Man shall not live by bread alone (Matthew 4:4),
but we still all need to eat to live. How can a family or an
individual save money on groceries? Price matching is a valuable tool
that, in a few minutes, can save a large amount of money.
Walmart has a price-match guarantee on advertisements from local competitors as well as matching prices with online competitors. Purchases at Walmart.com can also be shipped to a local store for free, so, essentially, lower prices both at local and at online competitors will be matched by Walmart in the store. Furthermore, by signing up for Ebates and Big Crumbs,
you can receive cash back for all purchases made at Walmart.com, so
that it is possible, not to price match alone, but to actually match the
prices of competitors and receive cash back on top of the matched
price. Other stores, such as Target, have price-match and ship-to-store policies similar to that of Walmart; utilizing Ebates and Big Crumbs can enable you to both match prices and receive cash back on any store that has such price-match policies.
In our area, stores with grocery
advertisements that Walmart (or other stores with comparable policies)
will price-match include Aldi, Cermak, El Rey, Dollar Tree, Dollar General, Walgreens, Pick n’ Save, Trader Joe’s, Woodman’s, Piggly Wiggly, Sendik’s, Sentry, Target, Kmart, and Costco. Many of these merchants also advertise with Ebates or Big Crumbs; therefore, one can also get a discount on gift cards at these stores by purchasing them through Ebates or Big Crumbs, or by purchasing discounted gift cards directly,
to reduce the grocery bill.
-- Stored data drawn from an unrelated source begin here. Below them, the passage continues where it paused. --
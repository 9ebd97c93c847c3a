#![forbid(unsafe_code)]

//! Stream operators.
//!
//! Each operator returns a new [`Stream`] whose subscription subscribes the
//! upstream with a forwarding observer. Operator state lives inside that
//! forwarding observer, so it is created per subscription.
//!
//! Terminal signals pass straight through unless the operator says otherwise
//! (`merge` waits for every source, `on_error_return` turns an error into a
//! final value).

use std::collections::VecDeque;
use std::sync::atomic::{AtomicBool, AtomicUsize, Ordering};
use std::sync::{Arc, Mutex};

use crate::error::RxError;
use crate::scheduler::SchedulerHandle;
use crate::stream::{Notification, Observable, Observer, ObserverRef, Stream};
use crate::subscription::Subscription;
use crate::sync::lock;

/// Observable built from a subscribe closure.
struct Create<F>(F);

impl<T, F> Observable<T> for Create<F>
where
    F: Fn(ObserverRef<T>) -> Subscription + Send + Sync,
{
    fn subscribe_observer(&self, observer: ObserverRef<T>) -> Subscription {
        (self.0)(observer)
    }
}

type NextHandler<T, U> = Box<dyn Fn(&T, &dyn Observer<U>) + Send + Sync>;

/// Forwards terminals unchanged and routes values through `on_next`.
struct Forward<U, F> {
    downstream: ObserverRef<U>,
    on_next: F,
}

impl<T, U, F> Observer<T> for Forward<U, F>
where
    U: 'static,
    F: Fn(&T, &dyn Observer<U>) + Send + Sync,
{
    fn on_next(&self, value: &T) {
        (self.on_next)(value, &*self.downstream);
    }

    fn on_error(&self, error: &RxError) {
        self.downstream.on_error(error);
    }

    fn on_completed(&self) {
        self.downstream.on_completed();
    }
}
#![forbid(unsafe_code)]

//! Core: event streams, operators, schedulers, and scheduler context.
//!
//! # Role in rxui
//! `rxui-core` is the stream layer. It owns the push-based stream model
//! (`EventStream`, `Stream`, `Subscription`), the scheduler capability and
//! its built-in implementations, and the scheduler context that decides
//! where deferred and background work runs.
//!
//! # Primary responsibilities
//! - **EventStream**: multicast publish channel with RAII subscriptions.
//! - **Stream operators**: `map`, `filter`, `distinct_until_changed`,
//!   `observe_on`, `merge`, and friends.
//! - **Schedulers**: immediate, event-loop, and worker-pool execution.
//! - **ScheduledRedispatcher**: scheduled multicast relay.
//! - **SchedulerContext**: deferred/background slot registry with
//!   thread-local test overrides.
//!
//! # How it fits in the system
//! `rxui-runtime` builds change-tracking collections and commands on top of
//! these primitives. `rxui-harness` supplies deterministic schedulers that
//! plug into the same `Scheduler` trait.

pub mod change;
pub mod config;
pub mod context;
pub mod error;
pub mod operators;
pub mod redispatch;
pub mod scheduler;
pub mod stream;
pub mod subject;
pub mod subscription;
pub mod sync;

pub use change::{ObservedChange, PropertyValue, property_value};
pub use config::SchedulerConfig;
pub use context::{SchedulerContext, SchedulerSlot};
pub use error::{Result, RxError};
pub use redispatch::ScheduledRedispatcher;
pub use scheduler::{
    ImmediateScheduler, ScheduledWork, Scheduler, SchedulerHandle, Work, WorkerScheduler,
};
pub use stream::{CallbackObserver, Notification, Observable, Observer, ObserverRef, Stream};
pub use subject::EventStream;
pub use subscription::Subscription;
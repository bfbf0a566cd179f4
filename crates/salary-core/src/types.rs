//! Core types for prediction requests and responses

use serde::{Deserialize, Serialize};
use std::fmt;
use std::ops::RangeInclusive;

use crate::validation::ValidationErrors;

/// Message returned by the service root
pub const WELCOME_MESSAGE: &str = "Welcome to the Salary Prediction API!";

/// An input field of a prediction request
#[derive(Debug, Clone, Copy, PartialEq, Eq, Hash)]
pub enum Field {
    Age,
    Gender,
    EducationLevel,
    YearsOfExperience,
}

impl Field {
    /// All fields, in feature-vector order
    pub const ALL: [Field; 4] = [
        Field::Age,
        Field::Gender,
        Field::EducationLevel,
        Field::YearsOfExperience,
    ];

    /// Field name as it appears in the JSON body
    pub fn name(&self) -> &'static str {
        match self {
            Self::Age => "Age",
            Self::Gender => "Gender",
            Self::EducationLevel => "EducationLevel",
            Self::YearsOfExperience => "YearsOfExperience",
        }
    }

    /// Inclusive range of accepted values
    pub fn bounds(&self) -> RangeInclusive<i64> {
        match self {
            Self::Age => 18..=65,
            Self::Gender => 0..=1,
            Self::EducationLevel => 0..=2,
            Self::YearsOfExperience => 0..=50,
        }
    }

    /// Position of this field in the feature vector
    pub fn index(&self) -> usize {
        match self {
            Self::Age => 0,
            Self::Gender => 1,
            Self::EducationLevel => 2,
            Self::YearsOfExperience => 3,
        }
    }
}

impl fmt::Display for Field {
    fn fmt(&self, f: &mut fmt::Formatter<'_>) -> fmt::Result {
        f.write_str(self.name())
    }
}

/// A prediction request whose fields are all within bounds.
///
/// Instances only exist after validation, either through [`PredictionRequest::new`]
/// or the JSON parsers in [`crate::validation`].
#[derive(Debug, Clone, Copy, PartialEq, Eq, Serialize)]
pub struct PredictionRequest {
    #[serde(rename = "Age")]
    age: u8,
    #[serde(rename = "Gender")]
    gender: u8,
    #[serde(rename = "EducationLevel")]
    education_level: u8,
    #[serde(rename = "YearsOfExperience")]
    years_of_experience: u8,
}

impl PredictionRequest {
    /// Build a request from raw integers, checking every bound
    pub fn new(
        age: i64,
        gender: i64,
        education_level: i64,
        years_of_experience: i64,
    ) -> Result<Self, ValidationErrors> {
        let mut errors = ValidationErrors::default();
        let values = [age, gender, education_level, years_of_experience];
        for field in Field::ALL {
            errors.check_bounds(field, values[field.index()]);
        }
        errors.into_result()?;
        Ok(Self::from_checked(values))
    }

    /// Assemble from values already checked against [`Field::bounds`]
    pub(crate) fn from_checked(values: [i64; 4]) -> Self {
        // Every bound fits in a u8
        Self {
            age: values[0] as u8,
            gender: values[1] as u8,
            education_level: values[2] as u8,
            years_of_experience: values[3] as u8,
        }
    }

    pub fn age(&self) -> u8 {
        self.age
    }

    pub fn gender(&self) -> u8 {
        self.gender
    }

    pub fn education_level(&self) -> u8 {
        self.education_level
    }

    pub fn years_of_experience(&self) -> u8 {
        self.years_of_experience
    }

    /// Feature vector in the fixed order the model was trained on
    pub fn features(&self) -> FeatureVector {
        FeatureVector([
            f64::from(self.age),
            f64::from(self.gender),
            f64::from(self.education_level),
            f64::from(self.years_of_experience),
        ])
    }
}

/// Ordered model input: `[Age, Gender, EducationLevel, YearsOfExperience]`
#[derive(Debug, Clone, Copy, PartialEq)]
pub struct FeatureVector([f64; 4]);

impl FeatureVector {
    /// Number of features every model must accept
    pub const LEN: usize = 4;

    pub fn new(values: [f64; 4]) -> Self {
        Self(values)
    }

    pub fn as_slice(&self) -> &[f64] {
        &self.0
    }

    pub fn as_array(&self) -> &[f64; 4] {
        &self.0
    }

    /// Single-precision copy for tensor backends
    pub fn to_f32(&self) -> [f32; 4] {
        self.0.map(|v| v as f32)
    }
}

impl From<PredictionRequest> for FeatureVector {
    fn from(req: PredictionRequest) -> Self {
        req.features()
    }
}

/// Successful prediction body
#[derive(Debug, Clone, Copy, PartialEq, Serialize, Deserialize)]
pub struct PredictionResponse {
    pub predicted_salary: f64,
}

/// Root endpoint body
#[derive(Debug, Clone, PartialEq, Eq, Serialize, Deserialize)]
pub struct WelcomeMessage {
    pub message: String,
}

impl Default for WelcomeMessage {
    fn default() -> Self {
        Self {
            message: WELCOME_MESSAGE.to_string(),
        }
    }
}

#[cfg(test)]
mod tests {
    use super::*;

    #[test]
    fn test_feature_order() {
        let req = PredictionRequest::new(30, 1, 2, 5).unwrap();
        assert_eq!(req.features().as_array(), &[30.0, 1.0, 2.0, 5.0]);
    }

    #[test]
    fn test_field_indices_match_order() {
        for (i, field) in Field::ALL.iter().enumerate() {
            assert_eq!(field.index(), i);
        }
    }

    #[test]
    fn test_new_rejects_every_bad_field() {
        let errors = PredictionRequest::new(10, 2, 3, 51).unwrap_err();
        assert_eq!(errors.len(), 4);
    }

    #[test]
    fn test_bounds_are_inclusive() {
        assert!(PredictionRequest::new(18, 0, 0, 0).is_ok());
        assert!(PredictionRequest::new(65, 1, 2, 50).is_ok());
        assert!(PredictionRequest::new(17, 0, 0, 0).is_err());
        assert!(PredictionRequest::new(66, 0, 0, 0).is_err());
    }

    #[test]
    fn test_request_serializes_with_wire_names() {
        let req = PredictionRequest::new(30, 1, 2, 5).unwrap();
        let json = serde_json::to_value(req).unwrap();
        assert_eq!(
            json,
            serde_json::json!({"Age": 30, "Gender": 1, "EducationLevel": 2, "YearsOfExperience": 5})
        );
    }

    #[test]
    fn test_welcome_message() {
        let json = serde_json::to_string(&WelcomeMessage::default()).unwrap();
        assert_eq!(json, r#"{"message":"Welcome to the Salary Prediction API!"}"#);
    }
}
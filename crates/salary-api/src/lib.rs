//! Salary Prediction API
//!
//! HTTP surface over a single pre-trained regression model:
//! - `GET /` returns a welcome message
//! - `POST /predict` validates four bounded integers and returns the model's
//!   salary estimate
//!
//! The model is loaded before the listener is bound; a missing or unusable
//! artifact stops the process before any request is accepted.

pub mod cli;
pub mod config;
pub mod error;
pub mod routes;
pub mod state;
pub mod telemetry;

pub use cli::Cli;
pub use config::ServiceConfig;
pub use error::ApiError;
pub use routes::create_router;
pub use state::AppState;
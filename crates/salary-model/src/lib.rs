//! Salary Model
//!
//! Regression models behind the prediction endpoint.
//!
//! A model is loaded once from a single artifact and then shared read-only by
//! every request through `Arc<dyn Regressor>`. Supported artifacts:
//! - JSON estimator documents: linear regression, decision tree,
//!   random forest, gradient boosting
//! - SafeTensors linear heads evaluated with Candle

pub mod linear;
pub mod model_loader;
pub mod regressor;
pub mod tensor;
pub mod tree;

pub use linear::LinearRegression;
pub use model_loader::{
    build_from_json, ArtifactDocument, Estimator, LoadedModel, ModelConfig, ModelFormat,
    ModelMetadata, DEFAULT_MODEL_PATH,
};
pub use regressor::{infer, Inference, Regressor, RegressorKind};
pub use tensor::TensorLinear;
pub use tree::{DecisionTree, GradientBoosting, RandomForest, TreeEstimator, TreeModel};
//! Regressor trait and inference entry point

use salary_core::{Error, FeatureVector, Result};
use std::time::Instant;

/// Trait for all loaded salary models.
///
/// Implementations are immutable after loading and must be safe to call
/// from many requests at once.
pub trait Regressor: Send + Sync {
    /// Predict a single value for one feature vector
    fn predict(&self, features: &FeatureVector) -> Result<f64>;

    /// Get the model name
    fn name(&self) -> &str;

    /// Get the estimator family
    fn kind(&self) -> RegressorKind;
}

/// Estimator family of a loaded model
#[derive(Debug, Clone, Copy, PartialEq, Eq)]
pub enum RegressorKind {
    Linear,
    DecisionTree,
    RandomForest,
    GradientBoosting,
    /// Linear head evaluated with tensors
    TensorLinear,
}

impl RegressorKind {
    pub fn as_str(&self) -> &'static str {
        match self {
            Self::Linear => "linear",
            Self::DecisionTree => "decision_tree",
            Self::RandomForest => "random_forest",
            Self::GradientBoosting => "gradient_boosting",
            Self::TensorLinear => "tensor_linear",
        }
    }
}

/// Result of a single inference
#[derive(Debug, Clone, Copy, PartialEq)]
pub struct Inference {
    /// Predicted value
    pub value: f64,

    /// Latency in microseconds
    pub latency_us: u64,
}

/// Run the model on one feature vector, rejecting non-finite output
pub fn infer(model: &dyn Regressor, features: &FeatureVector) -> Result<Inference> {
    let start = Instant::now();
    let value = model.predict(features)?;

    if !value.is_finite() {
        return Err(Error::inference(format!(
            "model '{}' produced a non-finite prediction ({})",
            model.name(),
            value
        )));
    }

    Ok(Inference {
        value,
        latency_us: start.elapsed().as_micros() as u64,
    })
}

#[cfg(test)]
mod tests {
    use super::*;

    struct Constant(f64);

    impl Regressor for Constant {
        fn predict(&self, _features: &FeatureVector) -> Result<f64> {
            Ok(self.0)
        }

        fn name(&self) -> &str {
            "constant"
        }

        fn kind(&self) -> RegressorKind {
            RegressorKind::Linear
        }
    }

    #[test]
    fn test_infer_passes_value_through() {
        let features = FeatureVector::new([30.0, 1.0, 2.0, 5.0]);
        let inference = infer(&Constant(85_000.5), &features).unwrap();
        assert_eq!(inference.value, 85_000.5);
    }

    #[test]
    fn test_infer_rejects_nan_and_infinity() {
        let features = FeatureVector::new([30.0, 1.0, 2.0, 5.0]);
        for value in [f64::NAN, f64::INFINITY, f64::NEG_INFINITY] {
            let err = infer(&Constant(value), &features).unwrap_err();
            assert!(matches!(err, Error::Inference(_)));
            assert!(err.to_string().contains("non-finite"));
        }
    }

    #[test]
    fn test_kind_names() {
        assert_eq!(RegressorKind::RandomForest.as_str(), "random_forest");
        assert_eq!(RegressorKind::TensorLinear.as_str(), "tensor_linear");
    }
}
One who lives in another part of the
United States, or even in a number of other countries, can follow a
similar model to reduce his family’s budget for groceries.
If you have a tight food budget,
utilizing the tips above can help you to have the funds to eat
healthfully. You should be a good steward of your life and the lives of
those in your family by eating a balanced and nutritious diet. Furthermore, God designed the human race so that a balanced diet provides the nutrients most people need. Consequently, it is not surprising that many
large-scale scientific trials, involving hundreds of thousands of
people, indicate that taking vitamin and mineral supplements does
not improve the health or extend the life of the general population. These facts explain why non-profit consumer protection organizations recognize that many supplements are a waste of money and some are even harmful.
Thus, unless you have a clear medical need or have been told by your
doctor to do otherwise, you should spend your grocery money on healthful
food instead of wasting it buying vitamin or mineral pills that you do
not need or that might even be bad for you. If you feel, without a
doctor’s recommendation and in the absence of a scientific basis, that
you should take vitamin or mineral supplements anyway, you can do so for less than $1 a month instead of buying expensive, unnecessary, but well-advertised alternatives, and you should obtain reliable scientific information about vitamins or minerals instead of listening to the propaganda and myths created by the multi-billion dollar vitamin industry. Indeed, you can save a great deal of money by avoiding unconventional and quack “medicine” in general, as it is often associated with the ungodly New Age movement and it rejects the Biblically-based scientific method (Genesis 1:26-28).
Be a good steward of the finances God has given you by saving on
groceries and using your grocery budget for nutritious food instead of
worthless or possibly harmful pills.
This entire study can be accessed here.
2 comments:
For all you folks who take supplements, vitamins, etc., which includes me. This is not calling it sinful. Thomas is questioning it, which we all should do, as to whether it is the best plan. We do have to be careful of what he calls quack medicine. I haven't taken a lot of time to look into it, because I'm not around it, almost at all. Besides the providence of God, my health relates a lot to eating and drinking well and exercising and actually sleeping. I'm essentially not overweight (I weigh almost exactly what I think I should weigh) and I work out. I could still die today or next week or next month. My body is still going down.
I agree with Pastor Brandenburg's comment above. It certainly is not a sin to take vitamin supplements. Whether we need them or not, it is not a sin.